Original experiments

US patent 4,333,796,[2] filed by Hugh Flynn in 1978, appears to be the earliest documented reference to a sonofusion-type reaction.

In the March 8, 2002 issue of the peer-reviewed journal Science, Rusi P. Taleyarkhan and colleagues at the Oak Ridge National Laboratory (ORNL) reported that acoustic cavitation experiments conducted with deuterated acetone (C3D6O) showed measurements of tritium and neutron output that were consistent with the occurrence of fusion. The neutron emission was also reported to be coincident with the sonoluminescence pulse, a key indicator that its source was fusion caused by the sonoluminescence.[3]

Shock wave simulations seem to indicate that the temperatures inside the collapsing bubbles may reach up to 10 megakelvins, i.e. as hot as the center of the Sun. A 2008 study has provided data demonstrating bubble temperatures exceeding 100,000K and a pressure dependence that indicated temperatures above 106K could be expected under sonofusion conditions.[4] Although the apparatus operates in a room temperature environment, this is not cold fusion (as commonly termed in the popular press) because the nuclear reactions would be occurring at the very high temperatures in the core of the imploding bubbles.
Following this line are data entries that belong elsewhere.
//! Tests that every tool yields schema-valid content, live or fallback

#[cfg(test)]
mod tests {
    use crate::error::ErrorKind;
    use crate::fallback::FallbackRegistry;
    use crate::generator::{GenerationStatus, ResultSource};
    use crate::normalize::normalize;
    use crate::schema::ToolContent;
    use crate::tests::support::{generator_with, params_for, reply, sample_response, ScriptedTransport, Step};
    use crate::tools::ToolId;

    #[test]
    fn test_every_sample_response_matches_its_schema() {
        for tool in ToolId::ALL {
            let content = normalize(tool, sample_response(tool))
                .unwrap_or_else(|e| panic!("{} sample rejected: {}", tool, e));
            assert_eq!(content.tool(), Some(tool));
        }
    }

    #[test]
    fn test_responses_are_not_accepted_for_the_wrong_tool() {
        // An ad-copy answer has no `score`
        let err = normalize(ToolId::SeoAudit, sample_response(ToolId::AdCopy)).unwrap_err();
        assert_eq!(err.kind(), ErrorKind::Parse);
    }

    #[tokio::test]
    async fn test_live_results_conform_for_every_tool() {
        for tool in ToolId::ALL {
            let transport = ScriptedTransport::new(vec![reply(sample_response(tool))]);
            let result = generator_with(transport).generate(params_for(tool)).await;

            assert_eq!(result.status, GenerationStatus::Success, "{}", tool);
            assert_eq!(result.content.as_ref().and_then(ToolContent::tool), Some(tool));
        }
    }

    #[tokio::test(start_paused = true)]
    async fn test_fallback_results_conform_for_every_tool() {
        for tool in ToolId::ALL {
            let transport = ScriptedTransport::repeating(Step::Fail(ErrorKind::TransientNetwork), 3);
            let result = generator_with(transport).generate(params_for(tool)).await;

            assert_eq!(result.status, GenerationStatus::Fallback, "{}", tool);
            assert_eq!(result.source, ResultSource::Fallback);

            let content = result.content.expect("fallback carries content");
            assert_eq!(&content, FallbackRegistry::global().template(tool));

            // The template itself passes the live schema checks
            let value = serde_json::to_value(&content).unwrap();
            assert!(ToolContent::from_value(tool, value).is_ok(), "{} template invalid", tool);
        }
    }

    #[test]
    fn test_unknown_tool_template_is_generic() {
        let content = FallbackRegistry::global().template_for("press-release");
        assert_eq!(content.tool(), None);
        let value = serde_json::to_value(&content).unwrap();
        assert_eq!(value["tool_id"], "press-release");
        assert!(value["message"].as_str().is_some());
    }
}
The researchers used a pulse of neutrons in order to nucleate ("seed") the tiny bubbles, whereas most previous experiments started with small air bubbles already in the liquid. Using this new method, the team was able to produce stable bubbles that could expand to nearly a millimeter in radius before collapsing. In this way, the researchers stated, they were able to create the conditions necessary to produce very high pressures and temperatures. The sensitivity of the fusion rate to temperature, which is in turn a function of how small the bubbles get when they collapse, in combination with the likely sensitivity of the latter to fine experimental details, may account for the fact that some research workers have reported to see an effect, while others have not.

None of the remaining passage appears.